[Saved entries]
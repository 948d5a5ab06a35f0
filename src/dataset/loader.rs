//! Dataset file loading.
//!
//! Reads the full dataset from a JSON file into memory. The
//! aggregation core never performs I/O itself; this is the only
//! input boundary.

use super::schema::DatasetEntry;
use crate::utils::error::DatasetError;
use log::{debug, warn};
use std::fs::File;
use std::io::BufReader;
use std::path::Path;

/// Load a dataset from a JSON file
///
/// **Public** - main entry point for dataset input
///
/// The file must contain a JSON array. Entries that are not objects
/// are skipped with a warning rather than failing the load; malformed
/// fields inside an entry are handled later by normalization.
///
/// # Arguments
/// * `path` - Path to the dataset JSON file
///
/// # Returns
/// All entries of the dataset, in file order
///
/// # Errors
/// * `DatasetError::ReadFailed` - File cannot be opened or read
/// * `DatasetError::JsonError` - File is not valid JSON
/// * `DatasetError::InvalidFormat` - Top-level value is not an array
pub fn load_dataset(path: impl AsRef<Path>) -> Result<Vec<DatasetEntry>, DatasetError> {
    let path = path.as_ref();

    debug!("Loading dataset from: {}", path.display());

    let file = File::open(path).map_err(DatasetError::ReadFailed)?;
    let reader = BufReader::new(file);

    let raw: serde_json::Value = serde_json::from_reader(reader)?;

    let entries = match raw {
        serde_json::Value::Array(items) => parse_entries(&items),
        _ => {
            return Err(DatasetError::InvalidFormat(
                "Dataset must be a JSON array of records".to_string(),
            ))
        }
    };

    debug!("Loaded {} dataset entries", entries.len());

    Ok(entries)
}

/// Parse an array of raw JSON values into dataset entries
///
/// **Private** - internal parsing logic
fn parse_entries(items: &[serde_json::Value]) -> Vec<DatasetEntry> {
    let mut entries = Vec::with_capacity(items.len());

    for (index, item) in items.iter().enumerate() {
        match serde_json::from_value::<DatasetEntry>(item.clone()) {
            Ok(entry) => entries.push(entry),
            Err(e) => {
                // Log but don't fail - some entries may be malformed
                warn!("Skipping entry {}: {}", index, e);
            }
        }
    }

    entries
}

...

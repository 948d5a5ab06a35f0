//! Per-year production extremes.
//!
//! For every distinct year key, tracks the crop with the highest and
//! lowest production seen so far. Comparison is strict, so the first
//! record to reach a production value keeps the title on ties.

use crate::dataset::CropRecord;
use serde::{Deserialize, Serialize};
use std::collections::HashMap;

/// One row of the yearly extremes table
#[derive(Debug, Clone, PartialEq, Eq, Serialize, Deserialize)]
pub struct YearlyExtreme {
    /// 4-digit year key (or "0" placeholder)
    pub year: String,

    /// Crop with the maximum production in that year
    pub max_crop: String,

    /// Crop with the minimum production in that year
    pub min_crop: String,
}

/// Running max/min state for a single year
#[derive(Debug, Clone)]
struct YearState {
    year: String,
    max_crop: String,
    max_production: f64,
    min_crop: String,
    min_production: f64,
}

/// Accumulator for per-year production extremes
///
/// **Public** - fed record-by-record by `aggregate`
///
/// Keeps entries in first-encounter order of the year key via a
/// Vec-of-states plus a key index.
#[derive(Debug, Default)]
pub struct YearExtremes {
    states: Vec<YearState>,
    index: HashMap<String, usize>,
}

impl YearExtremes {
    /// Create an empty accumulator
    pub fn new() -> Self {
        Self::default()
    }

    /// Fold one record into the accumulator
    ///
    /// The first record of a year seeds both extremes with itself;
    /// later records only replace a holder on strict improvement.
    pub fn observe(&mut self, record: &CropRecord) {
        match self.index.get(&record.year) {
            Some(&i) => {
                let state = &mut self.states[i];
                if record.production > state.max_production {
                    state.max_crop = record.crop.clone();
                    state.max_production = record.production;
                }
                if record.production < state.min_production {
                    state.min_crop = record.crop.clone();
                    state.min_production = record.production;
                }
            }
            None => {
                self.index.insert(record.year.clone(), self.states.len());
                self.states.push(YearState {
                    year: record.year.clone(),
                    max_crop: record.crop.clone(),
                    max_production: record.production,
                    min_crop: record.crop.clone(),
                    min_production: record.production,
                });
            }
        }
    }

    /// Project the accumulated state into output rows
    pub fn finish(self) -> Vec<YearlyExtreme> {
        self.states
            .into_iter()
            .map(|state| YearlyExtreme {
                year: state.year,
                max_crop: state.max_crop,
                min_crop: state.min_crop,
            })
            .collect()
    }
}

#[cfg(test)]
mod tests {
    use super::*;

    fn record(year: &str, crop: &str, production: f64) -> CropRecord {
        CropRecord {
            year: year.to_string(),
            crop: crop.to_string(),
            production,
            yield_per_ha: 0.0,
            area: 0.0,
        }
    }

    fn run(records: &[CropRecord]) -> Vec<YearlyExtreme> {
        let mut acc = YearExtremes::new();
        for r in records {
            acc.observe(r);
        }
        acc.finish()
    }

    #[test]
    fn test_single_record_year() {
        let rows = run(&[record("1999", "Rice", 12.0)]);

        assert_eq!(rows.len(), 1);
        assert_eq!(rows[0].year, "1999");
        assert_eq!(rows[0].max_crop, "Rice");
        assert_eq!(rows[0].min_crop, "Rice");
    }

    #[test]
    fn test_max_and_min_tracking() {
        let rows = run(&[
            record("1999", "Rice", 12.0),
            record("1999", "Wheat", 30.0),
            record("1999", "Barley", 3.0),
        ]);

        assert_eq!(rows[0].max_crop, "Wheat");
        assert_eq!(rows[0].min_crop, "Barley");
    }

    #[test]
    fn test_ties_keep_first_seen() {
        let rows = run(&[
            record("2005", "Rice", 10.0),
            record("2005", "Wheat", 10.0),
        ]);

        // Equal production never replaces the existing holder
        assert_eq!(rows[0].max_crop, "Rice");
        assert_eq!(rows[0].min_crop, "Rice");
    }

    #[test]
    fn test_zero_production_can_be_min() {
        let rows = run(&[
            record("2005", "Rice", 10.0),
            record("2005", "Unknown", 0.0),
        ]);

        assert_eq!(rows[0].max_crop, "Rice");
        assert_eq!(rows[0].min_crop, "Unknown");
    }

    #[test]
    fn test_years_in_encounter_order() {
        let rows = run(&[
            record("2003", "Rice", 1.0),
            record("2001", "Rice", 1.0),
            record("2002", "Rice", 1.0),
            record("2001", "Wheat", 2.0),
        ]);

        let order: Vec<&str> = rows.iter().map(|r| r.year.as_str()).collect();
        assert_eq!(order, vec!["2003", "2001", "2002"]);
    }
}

▸ **Task to complete**: Please transcribe only the lines in the records above running from the line that has "a key index." through the line that has "extremes with itself;", both included, exactly as they appear.

▸ **Answer for the task**:
/// Vec-of-states plus a key index.
#[derive(Debug, Default)]
pub struct YearExtremes {
    states: Vec<YearState>,
    index: HashMap<String, usize>,
}

impl YearExtremes {
    /// Create an empty accumulator
    pub fn new() -> Self {
        Self::default()
    }

    /// Fold one record into the accumulator
    ///
    /// The first record of a year seeds both extremes with itself;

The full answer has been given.